== Data supplied
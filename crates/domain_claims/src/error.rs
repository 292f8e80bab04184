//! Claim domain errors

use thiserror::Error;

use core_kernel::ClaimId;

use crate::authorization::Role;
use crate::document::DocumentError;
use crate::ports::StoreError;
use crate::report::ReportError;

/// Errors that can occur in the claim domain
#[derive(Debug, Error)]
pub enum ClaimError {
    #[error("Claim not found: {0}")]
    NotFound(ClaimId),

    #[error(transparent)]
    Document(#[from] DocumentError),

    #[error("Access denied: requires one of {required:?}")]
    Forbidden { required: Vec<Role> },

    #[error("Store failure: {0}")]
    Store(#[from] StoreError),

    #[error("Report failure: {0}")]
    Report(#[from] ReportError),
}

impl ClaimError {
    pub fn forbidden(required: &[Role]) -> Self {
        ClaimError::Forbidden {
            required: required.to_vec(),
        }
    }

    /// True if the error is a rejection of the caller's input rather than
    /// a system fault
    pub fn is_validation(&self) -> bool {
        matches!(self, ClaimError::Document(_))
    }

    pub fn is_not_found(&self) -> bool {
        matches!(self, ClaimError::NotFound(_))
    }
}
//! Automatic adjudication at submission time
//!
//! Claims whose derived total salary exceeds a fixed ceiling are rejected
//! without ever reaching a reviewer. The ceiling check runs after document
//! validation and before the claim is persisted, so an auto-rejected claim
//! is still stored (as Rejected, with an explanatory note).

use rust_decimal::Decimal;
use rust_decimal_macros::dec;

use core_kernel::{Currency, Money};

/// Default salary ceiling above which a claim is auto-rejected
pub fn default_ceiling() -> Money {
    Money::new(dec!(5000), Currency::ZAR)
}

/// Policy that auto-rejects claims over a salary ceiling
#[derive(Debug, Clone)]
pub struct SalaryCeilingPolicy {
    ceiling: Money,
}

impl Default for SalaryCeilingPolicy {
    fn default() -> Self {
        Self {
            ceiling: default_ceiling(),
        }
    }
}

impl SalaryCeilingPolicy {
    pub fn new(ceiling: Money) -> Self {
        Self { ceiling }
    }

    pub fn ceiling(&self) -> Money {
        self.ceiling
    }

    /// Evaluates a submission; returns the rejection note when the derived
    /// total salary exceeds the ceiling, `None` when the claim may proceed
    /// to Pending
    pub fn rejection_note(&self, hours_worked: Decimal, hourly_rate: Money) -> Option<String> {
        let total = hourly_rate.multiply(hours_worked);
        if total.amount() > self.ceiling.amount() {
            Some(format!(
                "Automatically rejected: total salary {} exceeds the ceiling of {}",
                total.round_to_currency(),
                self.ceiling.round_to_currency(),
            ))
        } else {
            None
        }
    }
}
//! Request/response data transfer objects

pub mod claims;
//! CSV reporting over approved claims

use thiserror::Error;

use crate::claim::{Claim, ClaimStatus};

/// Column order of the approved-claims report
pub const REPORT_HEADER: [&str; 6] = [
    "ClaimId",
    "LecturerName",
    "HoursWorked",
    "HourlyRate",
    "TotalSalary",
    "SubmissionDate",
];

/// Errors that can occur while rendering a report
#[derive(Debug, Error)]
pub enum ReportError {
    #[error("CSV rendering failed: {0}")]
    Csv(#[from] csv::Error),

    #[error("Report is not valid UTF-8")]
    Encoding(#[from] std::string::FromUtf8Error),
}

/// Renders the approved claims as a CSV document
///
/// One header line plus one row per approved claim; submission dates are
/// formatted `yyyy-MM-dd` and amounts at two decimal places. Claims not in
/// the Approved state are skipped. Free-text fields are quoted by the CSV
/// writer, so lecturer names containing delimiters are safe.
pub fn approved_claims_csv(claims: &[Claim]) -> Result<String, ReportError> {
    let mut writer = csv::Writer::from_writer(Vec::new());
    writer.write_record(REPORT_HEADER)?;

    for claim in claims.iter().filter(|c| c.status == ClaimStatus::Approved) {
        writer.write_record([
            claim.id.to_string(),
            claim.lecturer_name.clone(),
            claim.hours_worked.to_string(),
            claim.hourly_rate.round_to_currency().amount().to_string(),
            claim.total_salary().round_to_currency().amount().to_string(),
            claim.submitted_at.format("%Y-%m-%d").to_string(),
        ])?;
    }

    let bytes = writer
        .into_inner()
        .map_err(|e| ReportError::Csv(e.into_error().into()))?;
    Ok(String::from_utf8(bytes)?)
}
====
## [What the task requires]
Return each line above exactly.

## [Task result]
filename crates/domain_claims/src/error.rs
repository 292f8e80bab04184
//! Claim domain errors

use thiserror::Error;

use core_kernel::ClaimId;

use crate::authorization::Role;
use crate::document::DocumentError;
use crate::ports::StoreError;
use crate::report::ReportError;

/// Errors that can occur in the claim domain
#[derive(Debug, Error)]
pub enum ClaimError {
    #[error("Claim not found: {0}")]
    NotFound(ClaimId),

    #[error(transparent)]
    Document(#[from] DocumentError),

    #[error("Access denied: requires one of {required:?}")]
    Forbidden { required: Vec<Role> },

    #[error("Store failure: {0}")]
    Store(#[from] StoreError),

    #[error("Report failure: {0}")]
    Report(#[from] ReportError),
}

impl ClaimError {
    pub fn forbidden(required: &[Role]) -> Self {
        ClaimError::Forbidden {
            required: required.to_vec(),
        }
    }

    /// True if the error is a rejection of the caller's input rather than
    /// a system fault
    pub fn is_validation(&self) -> bool {
        matches!(self, ClaimError::Document(_))
    }

    pub fn is_not_found(&self) -> bool {
        matches!(self, ClaimError::NotFound(_))
    }
}
//! Automatic adjudication at submission time
//!
//! Claims whose derived total salary exceeds a fixed ceiling are rejected
//! without ever reaching a reviewer. The ceiling check runs after document
//! validation and before the claim is persisted, so an auto-rejected claim
//! is still stored (as Rejected, with an explanatory note).

use rust_decimal::Decimal;
use rust_decimal_macros::dec;

use core_kernel::{Currency, Money};

/// Default salary ceiling above which a claim is auto-rejected
pub fn default_ceiling() -> Money {
    Money::new(dec!(5000), Currency::ZAR)
}

/// Policy that auto-rejects claims over a salary ceiling
#[derive(Debug, Clone)]
pub struct SalaryCeilingPolicy {
    ceiling: Money,
}

impl Default for SalaryCeilingPolicy {
    fn default() -> Self {
        Self {
            ceiling: default_ceiling(),
        }
    }
}

impl SalaryCeilingPolicy {
    pub fn new(ceiling: Money) -> Self {
        Self { ceiling }
    }

    pub fn ceiling(&self) -> Money {
        self.ceiling
    }

    /// Evaluates a submission; returns the rejection note when the derived
    /// total salary exceeds the ceiling, `None` when the claim may proceed
    /// to Pending
    pub fn rejection_note(&self, hours_worked: Decimal, hourly_rate: Money) -> Option<String> {
        let total = hourly_rate.multiply(hours_worked);
        if total.amount() > self.ceiling.amount() {
            Some(format!(
                "Automatically rejected: total salary {} exceeds the ceiling of {}",
                total.round_to_currency(),
                self.ceiling.round_to_currency(),
            ))
        } else {
            None
        }
    }
}
//! Request/response data transfer objects

pub mod claims;
//! CSV reporting over approved claims

use thiserror::Error;

use crate::claim::{Claim, ClaimStatus};

/// Column order of the approved-claims report
pub const REPORT_HEADER: [&str; 6] = [
    "ClaimId",
    "LecturerName",
    "HoursWorked",
    "HourlyRate",
    "TotalSalary",
    "SubmissionDate",
];

/// Errors that can occur while rendering a report
#[derive(Debug, Error)]
pub enum ReportError {
    #[error("CSV rendering failed: {0}")]
    Csv(#[from] csv::Error),

    #[error("Report is not valid UTF-8")]
    Encoding(#[from] std::string::FromUtf8Error),
}

/// Renders the approved claims as a CSV document
///
/// One header line plus one row per approved claim; submission dates are
/// formatted `yyyy-MM-dd` and amounts at two decimal places. Claims not in
/// the Approved state are skipped. Free-text fields are quoted by the CSV
/// writer, so lecturer names containing delimiters are safe.
pub fn approved_claims_csv(claims: &[Claim]) -> Result<String, ReportError> {
    let mut writer = csv::Writer::from_writer(Vec::new());
    writer.write_record(REPORT_HEADER)?;

    for claim in claims.iter().filter(|c| c.status == ClaimStatus::Approved) {
        writer.write_record([
            claim.id.to_string(),
            claim.lecturer_name.clone(),
            claim.hours_worked.to_string(),
            claim.hourly_rate.round_to_currency().amount().to_string(),
            claim.total_salary().round_to_currency().amount().to_string(),
            claim.submitted_at.format("%Y-%m-%d").to_string(),
        ])?;
    }

    let bytes = writer
        .into_inner()
        .map_err(|e| ReportError::Csv(e.into_error().into()))?;
    Ok(String::from_utf8(bytes)?)
}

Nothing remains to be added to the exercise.